Al ver los resultados, uno supondría que no debería ser necesario llegar a situaciones de riesgo extremas para poder enfocarnos en los problemas más relevantes; no requerimos de la “luz del túnel” que nos hablan Sendhil Mullainathan y Eldar Shafir en su libro Escasez. ¿Por qué tener poco significa tanto? Sin embargo, pasada la emergencia, como dice Serrat en la canción Fiesta: “vuelve el pobre a su pobreza, el rico a su riqueza y el señor cura a sus misas”. Es decir, el Estado regresó a sus asuntos habituales y la iniciativa privada a seguir buscando la manera de incrementar sus ganancias.

Insisto, la mayor desventaja de la ciencia es que no genera ganancias inmediatas. Ni para la sociedad, ni para la clase política, ni mucho menos para la iniciativa privada, tan acostumbrada en estos tiempos a pensar más en los ingresos financieros. La clase política rebaja los apoyos a la ciencia argumentando que los principales beneficiarios de los resultados obtenidos en los laboratorios son los empresarios y, por tal motivo, son ellos quienes deben invertir, para que esos recursos liberados se dediquen a la sociedad. Argumento real pero incompleto.

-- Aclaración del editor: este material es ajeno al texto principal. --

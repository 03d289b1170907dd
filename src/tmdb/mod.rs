pub mod client;
pub mod types;

#[cfg(test)]
pub(crate) mod fake;

pub use client::*;
pub use types::*;
use std::collections::HashSet;
use tokio::sync::{RwLock, RwLockReadGuard};

/// Recently returned ids. Reaching capacity clears the whole set.
#[derive(Debug, Clone)]
pub struct UsedIdSet {
    ids: HashSet<u64>,
    capacity: usize,
}

impl UsedIdSet {
    pub fn new(capacity: usize) -> Self {
        Self {
            ids: HashSet::with_capacity(capacity),
            capacity: capacity.max(1),
        }
    }

    pub fn contains(&self, id: u64) -> bool {
        self.ids.contains(&id)
    }

    #[cfg(test)]
    pub fn len(&self) -> usize {
        self.ids.len()
    }

    pub fn capacity(&self) -> usize {
        self.capacity
    }

    /// Insert `id`, clearing the set first if it is full.
    /// Returns true when the set was reset.
    pub fn insert(&mut self, id: u64) -> bool {
        let reset = self.ids.len() >= self.capacity;
        if reset {
            self.ids.clear();
        }
        self.ids.insert(id);
        reset
    }

    pub fn clear(&mut self) {
        self.ids.clear();
    }

    /// Add `ids` without the capacity check. Only for filtering snapshots.
    pub fn with_reserved(mut self, ids: &[u64]) -> Self {
        self.ids.extend(ids);
        self
    }
}

/// Ids the detail endpoint answered 404 for. Never cleared.
#[derive(Debug, Default)]
pub struct Blacklist {
    ids: RwLock<HashSet<u64>>,
}

impl Blacklist {
    pub fn new() -> Self {
        Self::default()
    }

    #[cfg(test)]
    pub async fn contains(&self, id: u64) -> bool {
        self.ids.read().await.contains(&id)
    }

    /// Returns true if the id was not blacklisted before.
    pub async fn insert(&self, id: u64) -> bool {
        self.ids.write().await.insert(id)
    }

    #[cfg(test)]
    pub async fn len(&self) -> usize {
        self.ids.read().await.len()
    }

    /// Read access for filtering a whole page at once. Do not hold across upstream calls.
    pub async fn ids(&self) -> RwLockReadGuard<'_, HashSet<u64>> {
        self.ids.read().await
    }
}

El Estado debe ser el principal impulsor de la ciencia. Ni debe ser el espectador que le deja el campo a la iniciativa privada (que solo apoyará proyectos que puedan generar ganancias al corto plazo), ni debe obligar a que una ciencia ideológica a favor de los trabajadores o el pueblo (¿recuerdan a la Unión Soviética?). Mariana Mazzucato en su libro Misión Economía, apunta que el Estado no debe verse como un competidor en el mercado ni el sustituto de la iniciativa privada, sino como el líder de un proyecto que es capaz de poner la voluntad política, el financiamiento donde sea necesario, y convencer a la sociedad de tener un objetivo común.

Mazzucato, en otro libro, El Estado emprendedor, nos recuerda que, si bien es cierto que la historia de Steve Jobs es una oda al inventor de garaje, el gran éxito del iPhone fue el tener en un solo aparto, internet, GPS, pantalla táctil, y claro, funciones de teléfono. Todas esas funciones son producto de proyectos inicialmente financiados por parte del Estado. El problema no es que el empresario utilice lo que se crea con dinero público, sino el hecho de que debería pagar una mayor cantidad de sus ganancias.

Volviendo a Misión Economía, Mazzucato nos recuerda otra historia que deberíamos rescatar, una donde participaron Estado, empresarios y sociedad: la misión de “llevar al hombre a la luna” como se le llamaba a principios de los años 60. Al tener un objetivo claro, que era apoyado por la sociedad, los recursos públicos y privados fluyeron. Tal y como ha funcionado la ciencia desde siempre, fue avanzado con base en la prueba-error, pero se llegó al objetivo. No se perdió tiempo en eternas discusiones sobre quién gastó, cuánto gastó o por qué lo gastó.

Hoy en día se ha perdido esa capacidad de tener una visión común para el largo plazo. La ONU ha anunciado que la ciencia ha hecho su trabajo y para 2030 se podrá erradicar una de las enfermedades de trasmisión más agresivas que surgiera durante la década de los 80, el sida, pero que eso depende de que haya la voluntad política y el financiamiento necesario.

Los retos que nos depara el futuro obligan a un Estado más participativo y emprendedor, porque sólo éste es capaz de organizar a todos los actores en pos de un objetivo común, y de hacer lo que otros no quieren realizar. Solo el Estado puede aglutinar apoyos en torno a la misión social común más urgente que tenemos para el futuro inmediato: crecimiento verde sostenible, formas de vida saludables, el futuro de la movilidad o la superación de la brecha digital. Y todo lo anterior requiere de una gran inversión en I+D.

Debemos rescatar que, como dice John Maynard Keynes en El fin de Laissez-Faire (citado por Mazzucato), “lo importante para el gobierno no es hacer cosas que ya están haciendo los individuos, y hacerlas un poco mejor o un poco peor, sino hacer aquellas cosas que en la actualidad no se hacen en absoluto”.